Although surveys have shown that as many as 85 percent of citizens consider themselves Christian, people can be offended by the display of something Christian. We don’t like the public display of crosses, but the Easter eggs and the Easter bunny are okay. To satisfy political correctness, businesses may choose not to allow nativity scenes. Santa Claus is fine, and so is a Christmas tree as long as we call it a holiday tree.
I’m wondering what Easter and Christmas actually mean to the average American. Time off from work, perhaps. A chance for the family to gather for a big meal. A fun time for kids. Presents. A photo with Santa or the Easter bunny. For the CEO (Christmas and Easter Only) Christians, it’s the one time they attend church.

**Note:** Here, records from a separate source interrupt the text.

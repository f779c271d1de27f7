//! XMP packets describing a Motion Photo container.
//!
//! The namespace URIs below are what third-party metadata readers key off;
//! they must be emitted exactly as written.

mod builder;
mod parser;

pub use builder::{build_rdf, wrap_packet};
pub use parser::{parse_camera_fields, parse_directory, parse_packet};

use crate::Result;
use std::fmt;

pub const RDF_NS: &str = "http://www.w3.org/1999/02/22-rdf-syntax-ns#";
pub const XMP_META_NS: &str = "adobe:ns:meta/";
pub const CONTAINER_NS: &str = "http://ns.google.com/photos/1.0/container/";
/// Namespace some cameras use for attribute-form item properties.
pub const CONTAINER_ITEM_NS: &str = "http://ns.google.com/photos/1.0/container/item/";
pub const CAMERA_NS: &str = "http://ns.google.com/photos/1.0/camera/";

/// Identifier carried in the `<?xpacket begin ...?>` guard.
pub const PACKET_ID: &str = "W5M0MpCehiHzreSzNTczkc9d";

pub const MIME_JPEG: &str = "image/jpeg";
pub const MIME_MP4: &str = "video/mp4";

/// Role of an item in the container directory.
#[derive(Debug, Clone, PartialEq, Eq, Hash)]
pub enum Semantic {
    /// The displayable still image. Always the first item.
    Primary,
    /// The embedded video.
    MotionPhoto,
    /// Anything else found in a parsed packet.
    Other(String),
}

impl Semantic {
    pub fn as_str(&self) -> &str {
        match self {
            Semantic::Primary => "Primary",
            Semantic::MotionPhoto => "MotionPhoto",
            Semantic::Other(s) => s,
        }
    }

    pub fn parse(s: &str) -> Self {
        match s.trim() {
            "Primary" => Semantic::Primary,
            "MotionPhoto" => Semantic::MotionPhoto,
            other => Semantic::Other(other.to_string()),
        }
    }
}

impl fmt::Display for Semantic {
    fn fmt(&self, f: &mut fmt::Formatter<'_>) -> fmt::Result {
        f.write_str(self.as_str())
    }
}

#[cfg(feature = "serialize")]
impl serde::Serialize for Semantic {
    fn serialize<S: serde::Serializer>(&self, serializer: S) -> std::result::Result<S::Ok, S::Error> {
        serializer.serialize_str(self.as_str())
    }
}

/// One entry of the container directory.
#[derive(Debug, Clone, PartialEq, Eq)]
#[cfg_attr(feature = "serialize", derive(serde::Serialize))]
pub struct ContainerItem {
    pub mime: String,
    pub semantic: Semantic,
    /// Length of the item in bytes.
    pub length: u64,
}

impl ContainerItem {
    pub fn new(mime: impl Into<String>, semantic: Semantic, length: u64) -> Self {
        Self {
            mime: mime.into(),
            semantic,
            length,
        }
    }

    /// The JPEG cover image item.
    pub fn primary(length: u64) -> Self {
        Self::new(MIME_JPEG, Semantic::Primary, length)
    }

    /// The embedded MP4 item.
    pub fn motion_photo(length: u64) -> Self {
        Self::new(MIME_MP4, Semantic::MotionPhoto, length)
    }
}

/// Ordered list of the items stored back to back in the file.
#[derive(Debug, Clone, Default, PartialEq, Eq)]
#[cfg_attr(feature = "serialize", derive(serde::Serialize))]
#[cfg_attr(feature = "serialize", serde(transparent))]
pub struct ContainerDirectory {
    items: Vec<ContainerItem>,
}

impl ContainerDirectory {
    pub fn new(items: Vec<ContainerItem>) -> Self {
        Self { items }
    }

    /// Directory for a cover image followed by a video.
    pub fn motion_photo(primary_length: u64, video_length: u64) -> Self {
        Self::new(vec![
            ContainerItem::primary(primary_length),
            ContainerItem::motion_photo(video_length),
        ])
    }

    pub fn items(&self) -> &[ContainerItem] {
        &self.items
    }

    pub fn len(&self) -> usize {
        self.items.len()
    }

    pub fn is_empty(&self) -> bool {
        self.items.is_empty()
    }

    /// First item with the given semantic.
    pub fn find(&self, semantic: &Semantic) -> Option<&ContainerItem> {
        self.items.iter().find(|i| &i.semantic == semantic)
    }

    /// Sum of item lengths, `None` on overflow.
    pub fn total_length(&self) -> Option<u64> {
        self.items
            .iter()
            .try_fold(0u64, |acc, item| acc.checked_add(item.length))
    }
}

/// Camera-namespace flags marking a file as a Motion Photo.
#[derive(Debug, Clone, Copy, Default, PartialEq, Eq)]
#[cfg_attr(feature = "serialize", derive(serde::Serialize))]
pub struct CameraFields {
    pub motion_photo: Option<i64>,
    pub motion_photo_version: Option<i64>,
    pub presentation_timestamp_us: Option<i64>,
}

impl CameraFields {
    /// The fixed values every generated packet carries.
    pub const MOTION_PHOTO: Self = Self {
        motion_photo: Some(1),
        motion_photo_version: Some(1),
        presentation_timestamp_us: Some(0),
    };

    pub fn is_motion_photo(&self) -> bool {
        *self == Self::MOTION_PHOTO
    }
}

/// A full packet: camera flags plus the container directory.
#[derive(Debug, Clone, PartialEq, Eq)]
#[cfg_attr(feature = "serialize", derive(serde::Serialize))]
pub struct XmpPacket {
    pub camera: CameraFields,
    pub directory: ContainerDirectory,
}

impl XmpPacket {
    /// Packet with the fixed camera fields.
    pub fn new(directory: ContainerDirectory) -> Self {
        Self {
            camera: CameraFields::MOTION_PHOTO,
            directory,
        }
    }

    /// Serialize to guarded packet bytes, ready to go behind the APP1 identifier.
    pub fn to_bytes(&self) -> Result<Vec<u8>> {
        let rdf = builder::build_rdf_with(&self.camera, &self.directory)?;
        Ok(wrap_packet(&rdf))
    }

    pub fn parse(bytes: &[u8]) -> Result<Self> {
        parse_packet(bytes)
    }
}

#[cfg(test)]
mod tests {
    use super::*;

    #[test]
    fn test_semantic_parse() {
        assert_eq!(Semantic::parse("Primary"), Semantic::Primary);
        assert_eq!(Semantic::parse(" MotionPhoto "), Semantic::MotionPhoto);
        assert_eq!(
            Semantic::parse("GainMap"),
            Semantic::Other("GainMap".to_string())
        );
        assert_eq!(Semantic::Other("GainMap".into()).to_string(), "GainMap");
    }

    #[test]
    fn test_directory_total_length() {
        let dir = ContainerDirectory::motion_photo(1000, 2500);
        assert_eq!(dir.total_length(), Some(3500));
        assert_eq!(dir.len(), 2);
        assert_eq!(dir.find(&Semantic::MotionPhoto).unwrap().mime, MIME_MP4);

        let overflow = ContainerDirectory::motion_photo(u64::MAX, 1);
        assert_eq!(overflow.total_length(), None);
    }

    #[test]
    fn test_packet_round_trip() {
        let packet = XmpPacket::new(ContainerDirectory::motion_photo(51234, 987654));
        let bytes = packet.to_bytes().unwrap();
        assert_eq!(XmpPacket::parse(&bytes).unwrap(), packet);
    }
}
//! JPEG marker-segment scanning and editing.
//!
//! Only the header portion of the stream (SOI up to SOS) is ever parsed; the
//! editing operations copy everything else byte for byte.

mod marker;
mod scanner;
mod segment;

pub use marker::Marker;
pub use scanner::{
    check_soi, find_xmp_segment, insert_segment_after_soi, parse, remove_xmp_segment, JpegLayout,
};
pub use segment::{encode_segment, encode_xmp_segment, JpegSegment, MAX_SEGMENT_LENGTH};

/// Start-of-image marker bytes.
pub const SOI: [u8; 2] = [0xFF, 0xD8];

/// Identifier that opens the payload of an APP1 segment holding XMP.
pub const XMP_IDENTIFIER: &[u8] = b"http://ns.adobe.com/xap/1.0/\0";
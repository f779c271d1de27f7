//! Error types for motionphoto-av.

use motionphoto_container::ErrorKind;
use std::path::PathBuf;
use std::time::Duration;

/// Result type alias using our Error type.
pub type Result<T> = std::result::Result<T, Error>;

/// Errors raised while driving external tools.
#[derive(Debug, thiserror::Error)]
pub enum Error {
    /// A required external tool is not available.
    #[error("tool not found: {tool}")]
    ToolNotFound { tool: String },

    /// An external tool failed to execute or exited non-zero.
    #[error("tool execution failed: {tool}: {message}")]
    ToolFailed { tool: String, message: String },

    /// An external tool ran past its deadline and was killed.
    #[error("{tool} timed out after {timeout:?}")]
    ToolTimeout { tool: String, timeout: Duration },

    /// The specified file was not found.
    #[error("file not found: {}", path.display())]
    FileNotFound { path: PathBuf },

    /// An I/O error occurred.
    #[error("I/O error: {0}")]
    Io(#[from] std::io::Error),

    /// Scratch directory or output finalization error.
    #[error("workspace error: {0}")]
    Workspace(String),
}

impl Error {
    /// Create a tool not found error.
    pub fn tool_not_found(tool: impl Into<String>) -> Self {
        Self::ToolNotFound { tool: tool.into() }
    }

    /// Create a tool execution failed error.
    pub fn tool_failed(tool: impl Into<String>, message: impl Into<String>) -> Self {
        Self::ToolFailed {
            tool: tool.into(),
            message: message.into(),
        }
    }

    /// Create a file not found error.
    pub fn file_not_found(path: impl Into<PathBuf>) -> Self {
        Self::FileNotFound { path: path.into() }
    }

    /// Whether retrying the same invocation could succeed.
    pub fn is_retryable(&self) -> bool {
        matches!(self, Error::ToolTimeout { .. })
    }

    pub fn kind(&self) -> ErrorKind {
        match self {
            Error::ToolNotFound { .. } | Error::ToolFailed { .. } | Error::ToolTimeout { .. } => {
                ErrorKind::ExternalToolFailure
            }
            Error::FileNotFound { .. } => ErrorKind::InvalidInput,
            Error::Io(_) | Error::Workspace(_) => ErrorKind::IoFailure,
        }
    }
}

My, how times have changed since the age when these days were first called “holidays,” which is a word that developed over the centuries from the old English haligdæg, meaning “holy days.” Now the word simply refers to a religious festival or days of recreation.
The apostle Paul seems to be saying in Galatians 4:10 and Colossians 2:16 that our relationship with Christ is what makes all days important. We need to maintain a close connection with the Lord each day, not just on special times of celebration. That’s not to say special days are not important to us. Certainly, they can be if they remind us of our need for the Lord and lift our hearts in gratitude for what he has done for us.
What does it take—or what do we need to do—to make any day a “holy day”?